WORK TO COMPLETE: Each line from the line containing "config.journal.log_interval_ms = 60001;" through the last line of the entries is to be reproduced exactly as it stands.

EXERCISE MATERIALS:

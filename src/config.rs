//! # Configuration Module
//!
//! Handles loading and validating configuration from TOML files.

use serde::Deserialize;
use serde::de::Error;
use std::fs;
use std::path::Path;

use crate::can::protocol::{CAN_MAX_STANDARD_ID, DEFAULT_BASE_ADDRESS, MAX_BLOCK_OFFSET};
use crate::can::slcan::is_supported_bitrate;
use crate::error::Result;

/// Main configuration structure
#[derive(Debug, Deserialize, Clone)]
pub struct Config {
    #[serde(default)]
    pub serial: SerialConfig,

    #[serde(default)]
    pub can: CanConfig,

    #[serde(default)]
    pub publisher: PublisherConfig,

    #[serde(default)]
    pub journal: JournalConfig,
}

/// Serial adapter configuration
#[derive(Debug, Deserialize, Clone)]
pub struct SerialConfig {
    /// Device path; empty means auto-detect
    #[serde(default)]
    pub port: String,

    #[serde(default = "default_baud_rate")]
    pub baud_rate: u32,
}

/// CAN channel configuration
#[derive(Debug, Deserialize, Clone)]
pub struct CanConfig {
    /// Base address of the sensor ID block (deployment contract)
    #[serde(default = "default_base_address")]
    pub base_address: u16,

    /// Bus bitrate in bit/s
    #[serde(default = "default_bitrate")]
    pub bitrate: u32,
}

/// Publisher scheduling configuration
#[derive(Debug, Deserialize, Clone)]
pub struct PublisherConfig {
    /// Publish period in milliseconds
    #[serde(default = "default_send_interval_ms")]
    pub send_interval_ms: u64,

    /// Host loop tick period in milliseconds
    #[serde(default = "default_tick_interval_ms")]
    pub tick_interval_ms: u64,
}

/// Snapshot journal configuration
#[derive(Debug, Deserialize, Clone)]
pub struct JournalConfig {
    #[serde(default = "default_journal_enabled")]
    pub enabled: bool,

    #[serde(default = "default_log_dir")]
    pub log_dir: String,

    #[serde(default = "default_max_records_per_file")]
    pub max_records_per_file: usize,

    #[serde(default = "default_max_files_to_keep")]
    pub max_files_to_keep: usize,

    #[serde(default = "default_log_interval_ms")]
    pub log_interval_ms: u64,
}

// Default value functions
fn default_baud_rate() -> u32 { 115_200 }

fn default_base_address() -> u16 { DEFAULT_BASE_ADDRESS }
fn default_bitrate() -> u32 { 500_000 }

fn default_send_interval_ms() -> u64 { 1000 }
fn default_tick_interval_ms() -> u64 { 10 }

fn default_journal_enabled() -> bool { true }
fn default_log_dir() -> String { "./logs".to_string() }
fn default_max_records_per_file() -> usize { 10000 }
fn default_max_files_to_keep() -> usize { 10 }
fn default_log_interval_ms() -> u64 { 1000 }

impl Default for SerialConfig {
    fn default() -> Self {
        Self {
            port: String::new(),
            baud_rate: default_baud_rate(),
        }
    }
}

impl Default for CanConfig {
    fn default() -> Self {
        Self {
            base_address: default_base_address(),
            bitrate: default_bitrate(),
        }
    }
}

impl Default for PublisherConfig {
    fn default() -> Self {
        Self {
            send_interval_ms: default_send_interval_ms(),
            tick_interval_ms: default_tick_interval_ms(),
        }
    }
}

impl Default for JournalConfig {
    fn default() -> Self {
        Self {
            enabled: default_journal_enabled(),
            log_dir: default_log_dir(),
            max_records_per_file: default_max_records_per_file(),
            max_files_to_keep: default_max_files_to_keep(),
            log_interval_ms: default_log_interval_ms(),
        }
    }
}

impl Default for Config {
    fn default() -> Self {
        Self {
            serial: SerialConfig::default(),
            can: CanConfig::default(),
            publisher: PublisherConfig::default(),
            journal: JournalConfig::default(),
        }
    }
}

impl Config {
    /// Load configuration from a TOML file
    ///
    /// # Arguments
    ///
    /// * `path` - Path to the configuration file
    ///
    /// # Errors
    ///
    /// Returns error if:
    /// - File cannot be read
    /// - TOML parsing fails
    /// - Validation fails
    pub fn load<P: AsRef<Path>>(path: P) -> Result<Self> {
        let contents = fs::read_to_string(path)?;
        let config: Config = toml::from_str(&contents)?;
        config.validate()?;
        Ok(config)
    }

    /// Validate configuration values
    ///
    /// # Errors
    ///
    /// Returns error if any configuration value is out of valid range
    fn validate(&self) -> Result<()> {
        // Serial port may be empty (auto-detect), but the baud rate must be
        // one an SLCAN adapter actually talks
        if ![115_200, 230_400, 460_800, 921_600, 1_000_000, 2_000_000]
            .contains(&self.serial.baud_rate)
        {
            return Err(crate::error::EnviroBridgeError::Config(
                toml::de::Error::custom(
                    "baud_rate must be one of: 115200, 230400, 460800, 921600, 1000000, 2000000",
                ),
            ));
        }

        // The whole ID block must fit in the standard 11-bit range
        if u32::from(self.can.base_address) + u32::from(MAX_BLOCK_OFFSET)
            > u32::from(CAN_MAX_STANDARD_ID)
        {
            return Err(crate::error::EnviroBridgeError::Config(
                toml::de::Error::custom(format!(
                    "base_address must be at most {} so the ID block stays within 11 bits",
                    CAN_MAX_STANDARD_ID - MAX_BLOCK_OFFSET
                )),
            ));
        }

        if !is_supported_bitrate(self.can.bitrate) {
            return Err(crate::error::EnviroBridgeError::Config(
                toml::de::Error::custom(
                    "bitrate must be one of: 10000, 20000, 50000, 100000, 125000, 250000, 500000, 800000, 1000000",
                ),
            ));
        }

        if self.publisher.send_interval_ms == 0 || self.publisher.send_interval_ms > 60000 {
            return Err(crate::error::EnviroBridgeError::Config(
                toml::de::Error::custom("send_interval_ms must be between 1 and 60000"),
            ));
        }

        if self.publisher.tick_interval_ms == 0 {
            return Err(crate::error::EnviroBridgeError::Config(
                toml::de::Error::custom("tick_interval_ms must be greater than 0"),
            ));
        }

        // The idle entry tick plus seven send ticks must fit in one period
        if self.publisher.tick_interval_ms.saturating_mul(8) > self.publisher.send_interval_ms {
            return Err(crate::error::EnviroBridgeError::Config(
                toml::de::Error::custom(
                    "tick_interval_ms is too coarse: eight ticks must fit within send_interval_ms",
                ),
            ));
        }

        if self.journal.enabled && self.journal.log_dir.is_empty() {
            return Err(crate::error::EnviroBridgeError::Config(
                toml::de::Error::custom("journal log_dir cannot be empty when enabled"),
            ));
        }

        if self.journal.max_records_per_file == 0 {
            return Err(crate::error::EnviroBridgeError::Config(
                toml::de::Error::custom("max_records_per_file must be greater than 0"),
            ));
        }

        if self.journal.max_files_to_keep == 0 {
            return Err(crate::error::EnviroBridgeError::Config(
                toml::de::Error::custom("max_files_to_keep must be greater than 0"),
            ));
        }

        if self.journal.log_interval_ms == 0 || self.journal.log_interval_ms > 60000 {
            return Err(crate::error::EnviroBridgeError::Config(
                toml::de::Error::custom("log_interval_ms must be between 1 and 60000"),
            ));
        }

        Ok(())
    }
}

#[cfg(test)]
mod tests {
    use super::*;

    #[test]
    fn test_default_config_is_valid() {
        let config = Config::default();
        assert!(config.validate().is_ok());
    }

    #[test]
    fn test_default_values() {
        let config = Config::default();

        assert_eq!(config.serial.port, "");
        assert_eq!(config.serial.baud_rate, 115_200);
        assert_eq!(config.can.base_address, 77);
        assert_eq!(config.can.bitrate, 500_000);
        assert_eq!(config.publisher.send_interval_ms, 1000);
        assert_eq!(config.publisher.tick_interval_ms, 10);
        assert!(config.journal.enabled);
        assert_eq!(config.journal.log_dir, "./logs");
        assert_eq!(config.journal.max_records_per_file, 10000);
        assert_eq!(config.journal.max_files_to_keep, 10);
        assert_eq!(config.journal.log_interval_ms, 1000);
    }

    #[test]
    fn test_load_config_from_file() {
        use std::io::Write;
        use tempfile::NamedTempFile;

        let toml_content = r#"
[serial]
port = "/dev/ttyACM1"

[can]
base_address = 100

[publisher]

[journal]
enabled = false
"#;

        let mut temp_file = NamedTempFile::new().unwrap();
        temp_file.write_all(toml_content.as_bytes()).unwrap();
        temp_file.flush().unwrap();

        let config = Config::load(temp_file.path()).unwrap();
        assert_eq!(config.serial.port, "/dev/ttyACM1");
        assert_eq!(config.can.base_address, 100);
        assert!(!config.journal.enabled);
        // Omitted sections and fields take their defaults
        assert_eq!(config.publisher.send_interval_ms, 1000);
        assert_eq!(config.can.bitrate, 500_000);
    }

    #[test]
    fn test_load_empty_file_gives_defaults() {
        use std::io::Write;
        use tempfile::NamedTempFile;

        let mut temp_file = NamedTempFile::new().unwrap();
        temp_file.write_all(b"").unwrap();
        temp_file.flush().unwrap();

        let config = Config::load(temp_file.path()).unwrap();
        assert_eq!(config.can.base_address, 77);
    }

    #[test]
    fn test_invalid_baud_rate() {
        let mut config = Config::default();
        config.serial.baud_rate = 9600;
        assert!(config.validate().is_err());
    }

    #[test]
    fn test_base_address_block_overflow() {
        let mut config = Config::default();
        config.can.base_address = 0x7FA; // 0x7FA + 6 > 0x7FF
        assert!(config.validate().is_err());
    }

    #[test]
    fn test_base_address_block_at_limit() {
        let mut config = Config::default();
        config.can.base_address = 0x7F9; // 0x7F9 + 6 == 0x7FF
        assert!(config.validate().is_ok());
    }

    #[test]
    fn test_invalid_bitrate() {
        let mut config = Config::default();
        config.can.bitrate = 33_333;
        assert!(config.validate().is_err());
    }

    #[test]
    fn test_send_interval_zero() {
        let mut config = Config::default();
        config.publisher.send_interval_ms = 0;
        assert!(config.validate().is_err());
    }

    #[test]
    fn test_send_interval_too_high() {
        let mut config = Config::default();
        config.publisher.send_interval_ms = 60001;
        assert!(config.validate().is_err());
    }

    #[test]
    fn test_tick_interval_zero() {
        let mut config = Config::default();
        config.publisher.tick_interval_ms = 0;
        assert!(config.validate().is_err());
    }

    #[test]
    fn test_tick_interval_too_coarse() {
        let mut config = Config::default();
        // 8 ticks of 200ms do not fit in a 1000ms period
        config.publisher.tick_interval_ms = 200;
        assert!(config.validate().is_err());
    }

    #[test]
    fn test_tick_interval_exactly_fits() {
        let mut config = Config::default();
        config.publisher.tick_interval_ms = 125; // 8 * 125 == 1000
        assert!(config.validate().is_ok());
    }

    #[test]
    fn test_empty_log_dir_when_enabled() {
        let mut config = Config::default();
        config.journal.enabled = true;
        config.journal.log_dir = String::new();
        assert!(config.validate().is_err());
    }

    #[test]
    fn test_empty_log_dir_when_disabled() {
        let mut config = Config::default();
        config.journal.enabled = false;
        config.journal.log_dir = String::new();
        assert!(config.validate().is_ok());
    }

    #[test]
    fn test_max_records_per_file_zero() {
        let mut config = Config::default();
        config.journal.max_records_per_file = 0;
        assert!(config.validate().is_err());
    }

    #[test]
    fn test_max_files_to_keep_zero() {
        let mut config = Config::default();
        config.journal.max_files_to_keep = 0;
        assert!(config.validate().is_err());
    }

    #[test]
    fn test_log_interval_zero() {
        let mut config = Config::default();
        config.journal.log_interval_ms = 0;
        assert!(config.validate().is_err());
    }

    #[test]
    fn test_log_interval_too_high() {
        let mut config = Config::default();
        config.journal.log_interval_ms = 60001;
        assert!(config.validate().is_err());
    }
}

WRITTEN SOLUTION:
        config.journal.log_interval_ms = 60001;
        assert!(config.validate().is_err());
    }
}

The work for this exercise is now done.